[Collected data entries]
^^^^^^^^

use bevy::prelude::*;
use bevy_rapier2d::prelude::*;
use rand::Rng;

use crate::core::components::{Balloon, BalloonHue, BalloonRadius, BalloonVisual};
use crate::core::config::{BalloonConfig, GameConfig};
use crate::core::viewport::Viewport;
use crate::gameplay::balloons::registry::{BalloonRegistry, BalloonSlot};

/// Shared unit circle for every balloon visual (scaled per balloon).
#[derive(Resource, Debug, Clone)]
pub struct BalloonAssets {
    pub circle: Handle<Mesh>,
}

impl FromWorld for BalloonAssets {
    fn from_world(world: &mut World) -> Self {
        let mut meshes = world.resource_mut::<Assets<Mesh>>();
        Self {
            circle: meshes.add(Mesh::from(Circle { radius: 0.5 })),
        }
    }
}

/// Everything random about a balloon, rolled before any entity exists.
#[derive(Debug, Clone, Copy, PartialEq)]
pub struct BalloonBlueprint {
    pub position: Vec2,
    pub radius: f32,
    pub hue: f32,
    pub velocity: Vec2,
}

impl BalloonBlueprint {
    pub fn roll(position: Vec2, cfg: &BalloonConfig, rng: &mut impl Rng) -> Self {
        Self {
            position,
            radius: cfg.radius,
            hue: rng.gen_range(0.0..360.0),
            velocity: Vec2::new(cfg.vel_x_range.sample(rng), cfg.vel_y_range.sample(rng)),
        }
    }

    pub fn color(&self, cfg: &BalloonConfig) -> Color {
        Color::hsl(self.hue, cfg.saturation, cfg.lightness)
    }
}

/// World position of the `index`-th startup balloon: spread from the left edge,
/// `initial_height_offset` above the bottom.
pub fn initial_position(index: usize, viewport: &Viewport, cfg: &BalloonConfig) -> Vec2 {
    let divisor = cfg.spread_divisor.max(1.0);
    let page = Vec2::new(
        (index as f32 + 1.0) * (viewport.width / divisor),
        viewport.height - cfg.initial_height_offset,
    );
    viewport.page_to_world(page)
}

/// Random x along the bottom edge, lifted just clear of the bottom wall.
pub fn respawn_position(
    viewport: &Viewport,
    cfg: &BalloonConfig,
    wall_thickness: f32,
    rng: &mut impl Rng,
) -> Vec2 {
    let inset = cfg.radius + wall_thickness * 0.5;
    let half = viewport.half();
    let max_x = (half.x - inset).max(0.0);
    let x = if max_x > 0.0 {
        rng.gen_range(-max_x..max_x)
    } else {
        0.0
    };
    Vec2::new(x, viewport.bottom() + inset)
}

/// Spawn the physics body (+ visual child) described by `blueprint` for `slot`.
pub fn spawn_balloon_body(
    commands: &mut Commands,
    assets: &BalloonAssets,
    materials: &mut Assets<ColorMaterial>,
    cfg: &GameConfig,
    slot: BalloonSlot,
    blueprint: &BalloonBlueprint,
) -> Entity {
    let material = materials.add(blueprint.color(&cfg.balloons));
    let radius = blueprint.radius;
    commands
        .spawn((
            Name::new(format!("Balloon:{}", slot.0)),
            Balloon { slot },
            BalloonRadius(radius),
            BalloonHue(blueprint.hue),
            Transform::from_translation(blueprint.position.extend(10.0)),
            Visibility::Visible,
            RigidBody::Dynamic,
            Collider::ball(radius),
            Velocity::linear(blueprint.velocity),
            Restitution::coefficient(cfg.physics.restitution),
            Damping {
                linear_damping: 0.0,
                angular_damping: 0.0,
            },
        ))
        .with_children(|parent| {
            parent.spawn((
                BalloonVisual,
                Mesh2d(assets.circle.clone()),
                MeshMaterial2d(material),
                Transform::from_scale(Vec3::splat(radius * 2.0)),
            ));
        })
        .id()
}

/// Roll, spawn and register a balloon in a brand-new slot.
pub fn spawn_new_balloon(
    commands: &mut Commands,
    registry: &mut BalloonRegistry,
    assets: &BalloonAssets,
    materials: &mut Assets<ColorMaterial>,
    cfg: &GameConfig,
    position: Vec2,
    rng: &mut impl Rng,
) -> BalloonSlot {
    let blueprint = BalloonBlueprint::roll(position, &cfg.balloons, rng);
    let slot = registry.next_slot();
    let body = spawn_balloon_body(commands, assets, materials, cfg, slot, &blueprint);
    registry.insert(body, blueprint.hue, blueprint.velocity)
}

#[cfg(test)]
mod tests {
    use super::*;

    #[test]
    fn blueprint_respects_config_ranges() {
        let cfg = BalloonConfig::default();
        let mut rng = rand::thread_rng();
        for _ in 0..200 {
            let bp = BalloonBlueprint::roll(Vec2::ZERO, &cfg, &mut rng);
            assert!((0.0..360.0).contains(&bp.hue));
            assert!(bp.velocity.x >= cfg.vel_x_range.min && bp.velocity.x < cfg.vel_x_range.max);
            // upward bias only (y-up world)
            assert!(bp.velocity.y >= 0.0 && bp.velocity.y < cfg.vel_y_range.max);
            assert_eq!(bp.radius, cfg.radius);
        }
    }

    #[test]
    fn initial_positions_spread_left_to_right_near_bottom() {
        let vp = Viewport::new(1020.0, 600.0);
        let cfg = BalloonConfig::default();
        let first = initial_position(0, &vp, &cfg);
        let second = initial_position(1, &vp, &cfg);
        // (i + 1) * (1020 / 51) = 20px from the left edge for the first balloon
        assert!((first.x - (-510.0 + 20.0)).abs() < 1e-4);
        assert!((second.x - first.x - 20.0).abs() < 1e-4);
        assert!((first.y - (-300.0 + 100.0)).abs() < 1e-4);
    }

    #[test]
    fn respawn_position_stays_inside_walls() {
        let vp = Viewport::new(400.0, 300.0);
        let cfg = BalloonConfig::default();
        let mut rng = rand::thread_rng();
        for _ in 0..200 {
            let p = respawn_position(&vp, &cfg, 20.0, &mut rng);
            assert!(p.x.abs() <= 200.0 - 40.0);
            assert!((p.y - (-150.0 + 40.0)).abs() < 1e-4);
        }
    }

    #[test]
    fn respawn_position_on_tiny_viewport_is_centered() {
        let vp = Viewport::new(50.0, 300.0);
        let cfg = BalloonConfig::default();
        let p = respawn_position(&vp, &cfg, 20.0, &mut rand::thread_rng());
        assert_eq!(p.x, 0.0);
    }
}
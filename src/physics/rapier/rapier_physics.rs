use bevy::prelude::*;
use bevy_rapier2d::prelude::*;

use crate::core::config::GameConfig;

pub struct PhysicsSetupPlugin; // our wrapper to configure Rapier for floating balloons

impl Plugin for PhysicsSetupPlugin {
    fn build(&self, app: &mut App) {
        let (ppm, debug) = app
            .world()
            .get_resource::<GameConfig>()
            .map(|c| (c.physics.pixels_per_meter, c.physics.rapier_debug))
            .unwrap_or((1.0, false));
        app.add_plugins((
            RapierPhysicsPlugin::<NoUserData>::pixels_per_meter(ppm.max(f32::EPSILON)),
            RapierDebugRenderPlugin {
                enabled: debug,
                ..default()
            },
        ))
        .add_systems(Update, apply_gravity_from_config);
    }
}

/// Keeps Rapier's gravity in sync with `physics.gravity_y` (also after a config hot-reload).
/// RapierConfiguration lives on the context entity, so it is queried rather than taken as a resource.
fn apply_gravity_from_config(
    mut q_cfg: Query<&mut RapierConfiguration>,
    game_cfg: Res<GameConfig>,
) {
    let target = Vect::new(0.0, game_cfg.physics.gravity_y);
    for mut cfg in q_cfg.iter_mut() {
        if cfg.gravity != target {
            cfg.gravity = target;
            info!(target: "physics", "gravity set to ({:.1}, {:.1})", target.x, target.y);
        }
    }
}
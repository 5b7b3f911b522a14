use bevy::prelude::*;
use bevy::render::camera::ClearColorConfig;

use crate::core::config::GameConfig;

/// Background behind both scenes.
pub const BACKGROUND: Color = Color::srgb(0.078, 0.082, 0.122);

/// Perspective camera that renders the greeting text first.
#[derive(Component)]
pub struct GreetingCamera;

/// Orthographic camera for balloons and particles, drawn over the 3D scene.
#[derive(Component)]
pub struct BalloonCamera;

#[derive(Component)]
pub struct GreetingLight;

pub struct CameraPlugin;

impl Plugin for CameraPlugin {
    fn build(&self, app: &mut App) {
        app.insert_resource(ClearColor(BACKGROUND))
            .add_systems(Startup, (setup_cameras, setup_lights))
            .add_systems(Update, sync_greeting_camera);
    }
}

pub fn perspective_for(cfg: &GameConfig) -> PerspectiveProjection {
    PerspectiveProjection {
        fov: cfg.greeting.fov_degrees.clamp(1.0, 179.0).to_radians(),
        near: 0.1,
        far: 1000.0,
        ..default()
    }
}

fn setup_cameras(mut commands: Commands, cfg: Res<GameConfig>) {
    commands.spawn((
        Name::new("GreetingCamera"),
        GreetingCamera,
        Camera3d::default(),
        Camera {
            order: 0,
            clear_color: ClearColorConfig::Custom(BACKGROUND),
            ..default()
        },
        Projection::Perspective(perspective_for(&cfg)),
        Transform::from_xyz(0.0, 0.0, cfg.greeting.camera_z),
    ));
    commands.spawn((
        Name::new("BalloonCamera"),
        BalloonCamera,
        Camera2d,
        Camera {
            order: 1,
            clear_color: ClearColorConfig::None,
            ..default()
        },
    ));
}

fn setup_lights(mut commands: Commands, cfg: Res<GameConfig>) {
    commands.insert_resource(AmbientLight {
        color: Color::WHITE,
        brightness: cfg.greeting.ambient_brightness,
        ..default()
    });
    commands.spawn((
        Name::new("GreetingLight"),
        GreetingLight,
        PointLight {
            color: Color::WHITE,
            intensity: cfg.greeting.point_light_intensity,
            range: 100.0,
            shadows_enabled: false,
            ..default()
        },
        Transform::from_xyz(10.0, 10.0, 10.0),
    ));
}

fn sync_greeting_camera(
    cfg: Res<GameConfig>,
    mut cameras: Query<(&mut Projection, &mut Transform), With<GreetingCamera>>,
    mut ambient: ResMut<AmbientLight>,
) {
    if !cfg.is_changed() {
        return;
    }
    for (mut projection, mut tf) in cameras.iter_mut() {
        *projection = Projection::Perspective(perspective_for(&cfg));
        tf.translation.z = cfg.greeting.camera_z;
    }
    ambient.brightness = cfg.greeting.ambient_brightness;
}
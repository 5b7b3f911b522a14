pub mod config;

pub use config::{
    AudioConfig, BalloonConfig, BoundaryConfig, GameConfig, GreetingConfig, InteractionConfig,
    ParticleConfig, PhysicsConfig, SpawnRange, WindowConfig,
};
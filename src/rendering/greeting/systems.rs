use bevy::prelude::*;

use super::font::{recover_from_font_error, GreetingFont};
use super::mesh::{build_text_mesh, Bevel, ExtrudeSettings};
use crate::core::config::{GameConfig, GreetingConfig};
use crate::core::error::BalloonError;
use crate::core::viewport::Viewport;

#[derive(Component, Debug, Clone, Copy)]
pub struct GreetingText {
    pub width: f32,
}

/// Inputs the current text mesh was built from.
#[derive(Debug, Clone, PartialEq)]
struct GreetingKey {
    viewport: Viewport,
    revision: u32,
    text: String,
    shape: ExtrudeSettings,
}

#[derive(Resource, Debug, Default)]
pub struct GreetingBuild {
    key: Option<GreetingKey>,
}

/// Em size and extrusion depth in scene units for a viewport.
pub fn text_dimensions(viewport: &Viewport, cfg: &GreetingConfig) -> (f32, f32) {
    let size = viewport.min_side() * cfg.size_factor;
    (size, size * cfg.depth_factor)
}

pub fn extrude_settings(viewport: &Viewport, cfg: &GreetingConfig) -> ExtrudeSettings {
    let (size, depth) = text_dimensions(viewport, cfg);
    ExtrudeSettings {
        size,
        depth,
        curve_segments: cfg.curve_segments,
        bevel: cfg.bevel_enabled.then(|| Bevel {
            thickness: size * cfg.bevel_thickness_factor.max(0.0),
            size: size * cfg.bevel_size_factor.max(0.0),
            segments: cfg.bevel_segments,
        }),
    }
}

/// Vertical position of the text at wall-clock time `t`.
#[inline]
pub fn float_offset(t: f32, cfg: &GreetingConfig) -> f32 {
    (t * cfg.float_speed).sin() * cfg.float_amplitude + cfg.base_y
}

pub fn greeting_color(cfg: &GreetingConfig) -> Color {
    match Srgba::hex(&cfg.color) {
        Ok(c) => c.into(),
        Err(e) => {
            warn!(target: "greeting", "bad colour '{}': {e:?}; using orange", cfg.color);
            Color::srgb(1.0, 0.647, 0.0)
        }
    }
}

#[allow(clippy::too_many_arguments)]
pub(crate) fn rebuild_greeting_mesh(
    mut commands: Commands,
    mut font: ResMut<GreetingFont>,
    fonts: Res<Assets<Font>>,
    viewport: Res<Viewport>,
    cfg: Res<GameConfig>,
    asset_server: Option<Res<AssetServer>>,
    mut build: ResMut<GreetingBuild>,
    mut meshes: ResMut<Assets<Mesh>>,
    mut materials: ResMut<Assets<StandardMaterial>>,
    existing: Query<(Entity, &Mesh3d), With<GreetingText>>,
) {
    if !cfg.greeting.enabled {
        if build.key.take().is_some() {
            for (e, mesh) in existing.iter() {
                meshes.remove(&mesh.0);
                commands.entity(e).despawn();
            }
        }
        return;
    }
    if !font.is_ready() {
        return;
    }
    let key = GreetingKey {
        viewport: *viewport,
        revision: font.revision,
        text: cfg.greeting.text.clone(),
        shape: extrude_settings(&viewport, &cfg.greeting),
    };
    let shape = key.shape;
    if build.key.as_ref() == Some(&key) {
        return;
    }
    let Some(data) = font.handle.as_ref().and_then(|h| fonts.get(h)).map(|f| f.data.clone()) else {
        return;
    };
    build.key = Some(key);

    for (e, mesh) in existing.iter() {
        meshes.remove(&mesh.0);
        commands.entity(e).despawn();
    }

    let built = ab_glyph::FontRef::try_from_slice(&data)
        .map_err(|e| BalloonError::FontParse(e.to_string()))
        .and_then(|f| build_text_mesh(&f, &cfg.greeting.text, &shape));
    let extruded = match built {
        Ok(extruded) => extruded,
        Err(err @ BalloonError::FontParse(_)) => {
            recover_from_font_error(&mut font, &err, &cfg, asset_server.as_deref());
            return;
        }
        Err(err) => {
            warn!(target: "greeting", "{err}");
            return;
        }
    };

    let width = extruded.size.x;
    let depth = extruded.size.z;
    let tris = extruded.triangle_count();
    let mesh = meshes.add(extruded.into_mesh());
    let material = materials.add(StandardMaterial {
        base_color: greeting_color(&cfg.greeting),
        perceptual_roughness: 0.2,
        metallic: 0.1,
        reflectance: 0.8,
        ..default()
    });
    commands.spawn((
        Name::new("GreetingText"),
        GreetingText { width },
        Mesh3d(mesh),
        MeshMaterial3d(material),
        Transform::from_xyz(-width * 0.5, cfg.greeting.base_y, 0.0),
    ));
    info!(
        target: "greeting",
        "text mesh rebuilt: {tris} triangles, width {width:.3}, depth {depth:.3}"
    );
}

pub(crate) fn float_greeting_text(
    time: Res<Time<Real>>,
    cfg: Res<GameConfig>,
    mut q: Query<(&GreetingText, &mut Transform)>,
) {
    let y = float_offset(time.elapsed_secs(), &cfg.greeting);
    for (text, mut tf) in q.iter_mut() {
        tf.translation.x = -text.width * 0.5;
        tf.translation.y = y;
    }
}

#[cfg(test)]
mod tests {
    use super::*;

    #[test]
    fn dimensions_follow_smaller_side() {
        let cfg = GreetingConfig::default();
        let (size, depth) = text_dimensions(&Viewport::new(1000.0, 500.0), &cfg);
        assert!((size - 0.15).abs() < 1e-6);
        assert!((depth - 0.0375).abs() < 1e-6);
    }

    #[test]
    fn bevel_scales_with_text_size() {
        let cfg = GreetingConfig::default();
        let shape = extrude_settings(&Viewport::new(1000.0, 500.0), &cfg);
        assert_eq!(shape.curve_segments, 12);
        let bevel = shape.bevel.expect("bevel on by default");
        assert!((bevel.thickness - 0.15 * 0.05).abs() < 1e-7);
        assert!((bevel.size - 0.15 * 0.03).abs() < 1e-7);

        let flat = GreetingConfig {
            bevel_enabled: false,
            ..default()
        };
        assert!(extrude_settings(&Viewport::new(1000.0, 500.0), &flat).bevel.is_none());
    }

    #[test]
    fn float_oscillates_around_base() {
        let cfg = GreetingConfig::default();
        assert!((float_offset(0.0, &cfg) - -0.5).abs() < 1e-6);
        let peak = float_offset(std::f32::consts::FRAC_PI_2, &cfg);
        assert!((peak - -0.2).abs() < 1e-6);
    }

    #[test]
    fn color_parses_hex_and_falls_back() {
        let cfg = GreetingConfig::default();
        let c = greeting_color(&cfg).to_srgba();
        assert!((c.red - 1.0).abs() < 1e-3 && (c.green - 0.647).abs() < 2e-3 && c.blue < 1e-3);
        let bad = GreetingConfig {
            color: "not-a-colour".into(),
            ..default()
        };
        let c = greeting_color(&bad).to_srgba();
        assert!((c.red - 1.0).abs() < 1e-3);
    }
}
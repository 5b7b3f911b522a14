//! Debug module: feature gated stats logging and the Rapier wireframe toggle.
//! Built only when compiled with `--features debug`.

#[cfg(feature = "debug")]
mod keys;
#[cfg(feature = "debug")]
mod logging;
#[cfg(feature = "debug")]
mod modes;
#[cfg(feature = "debug")]
mod stats;

#[cfg(feature = "debug")]
pub use modes::*;

#[cfg(feature = "debug")]
use bevy::prelude::*;

#[cfg(feature = "debug")]
pub struct DebugPlugin;

#[cfg(feature = "debug")]
impl Plugin for DebugPlugin {
    fn build(&self, app: &mut App) {
        use keys::{debug_key_input_system, sync_rapier_wireframe_system};
        use logging::debug_logging_system;
        use stats::debug_stats_collect_system;

        app.init_resource::<DebugState>()
            .init_resource::<DebugStats>()
            .add_systems(
                Update,
                (
                    debug_key_input_system,
                    sync_rapier_wireframe_system,
                    debug_stats_collect_system,
                    debug_logging_system,
                )
                    .chain(),
            );
    }
}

^^^^^^^^

## Directions for this task:
Taking the records above, retype every line from the one with "pub struct GreetingLight;" down to the one with "fn setup_lights(mut commands: Commands, cfg: Res<GameConfig>)", exactly and with nothing else.

## Written answer:
pub struct GreetingLight;

pub struct CameraPlugin;

impl Plugin for CameraPlugin {
    fn build(&self, app: &mut App) {
        app.insert_resource(ClearColor(BACKGROUND))
            .add_systems(Startup, (setup_cameras, setup_lights))
            .add_systems(Update, sync_greeting_camera);
    }
}

pub fn perspective_for(cfg: &GameConfig) -> PerspectiveProjection {
    PerspectiveProjection {
        fov: cfg.greeting.fov_degrees.clamp(1.0, 179.0).to_radians(),
        near: 0.1,
        far: 1000.0,
        ..default()
    }
}

fn setup_cameras(mut commands: Commands, cfg: Res<GameConfig>) {
    commands.spawn((
        Name::new("GreetingCamera"),
        GreetingCamera,
        Camera3d::default(),
        Camera {
            order: 0,
            clear_color: ClearColorConfig::Custom(BACKGROUND),
            ..default()
        },
        Projection::Perspective(perspective_for(&cfg)),
        Transform::from_xyz(0.0, 0.0, cfg.greeting.camera_z),
    ));
    commands.spawn((
        Name::new("BalloonCamera"),
        BalloonCamera,
        Camera2d,
        Camera {
            order: 1,
            clear_color: ClearColorConfig::None,
            ..default()
        },
    ));
}

fn setup_lights(mut commands: Commands, cfg: Res<GameConfig>) {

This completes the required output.